> we have small PC cluster running Debian 2.1. Since a few days to of those bother me with
> the following message:
> "my_host portmap[6050]: connect from 134.58.X.Y to callit(ypserv): request from unauthorized host".
> In principle that is o.k., because 134.58.X.Y should have no access to
> our cluster. It is just, that this message appears once per minute and only at two out of
> seven boxes.
>
> I checked with "tcpdump" and it seems, that 134.58.X.Y sends a request to the address
> 134.58.255.255, which is then picked up by my_host (my_host has a different IP number, of
> course). Does anybody has an idea why only 2 out of 7 boxes have that behaviour? Since it is
> the same software it must be some setting, maybe in /etc. But where? How I can prevent the
> "portmap" from picking up the request? It simply annoys me.
>
> P.S. 134.58.X.X is a machine of a neighboring institute.
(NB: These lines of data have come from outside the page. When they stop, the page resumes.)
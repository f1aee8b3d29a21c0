//! # Database Migrations
//!
//! Embedded SQL migrations for the catalog and coupon tables.
//!
//! ## How Migrations Work
//! ```text
//! ┌─────────────────────────────────────────────────────────────────────────┐
//! │                      Migration Process                                  │
//! │                                                                         │
//! │  Database::new                                                         │
//! │       │                                                                 │
//! │       ▼                                                                 │
//! │  Check _sqlx_migrations table (create if missing)                      │
//! │       │                                                                 │
//! │       ▼                                                                 │
//! │  Compare embedded migrations vs applied                                │
//! │       │                                                                 │
//! │       └── 001_catalog.sql   ⬜ (pending on a fresh file)               │
//! │       │                                                                 │
//! │       ▼                                                                 │
//! │  Run pending migrations in order, record in _sqlx_migrations           │
//! └─────────────────────────────────────────────────────────────────────────┘
//! ```
//!
//! ## Adding New Migrations
//!
//! 1. Create a new file in `migrations/sqlite/` with the next sequence number
//! 2. Name format: `NNN_description.sql`
//! 3. **NEVER** modify existing migrations - always add new ones

use sqlx::SqlitePool;
use tracing::info;

use crate::error::DbResult;

/// Embedded migrations from the workspace `migrations/sqlite` directory.
static MIGRATOR: sqlx::migrate::Migrator = sqlx::migrate!("../../migrations/sqlite");

/// Runs all pending database migrations. Idempotent.
pub async fn run_migrations(pool: &SqlitePool) -> DbResult<()> {
    info!("Checking for pending migrations");

    MIGRATOR.run(pool).await?;

    info!("All migrations applied successfully");
    Ok(())
}

/// Returns `(total_migrations, applied_migrations)`, for diagnostics.
pub async fn migration_status(pool: &SqlitePool) -> DbResult<(usize, usize)> {
    let total = MIGRATOR.migrations.len();

    let applied: i64 = sqlx::query_scalar("SELECT COUNT(*) FROM _sqlx_migrations")
        .fetch_one(pool)
        .await?;

    Ok((total, applied as usize))
}

#[cfg(test)]
mod tests {
    use crate::pool::{Database, DbConfig};

    use super::*;

    #[tokio::test]
    async fn test_all_migrations_applied() {
        let db = Database::new(DbConfig::in_memory()).await.unwrap();
        let (total, applied) = migration_status(db.pool()).await.unwrap();
        assert!(total > 0);
        assert_eq!(total, applied);

        // Second run is a no-op
        run_migrations(db.pool()).await.unwrap();
    }

    #[tokio::test]
    async fn test_status_error_is_reported() {
        let db = Database::new(DbConfig::in_memory()).await.unwrap();
        db.close().await;
        assert!(migration_status(db.pool()).await.is_err());
    }
}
It is not a hacker attack.
If you'd like to not get these messages you can just put a line
at the top of your /etc/hosts.allow file:
portmap: 134.58.X.Y : deny : severity local7.info
You'll then need to edit your /etc/syslog.conf and add:
local7.none;into the definition of messages which go to /var/log/messages.
Then do a 'killall -HUP syslogd' and you should be set.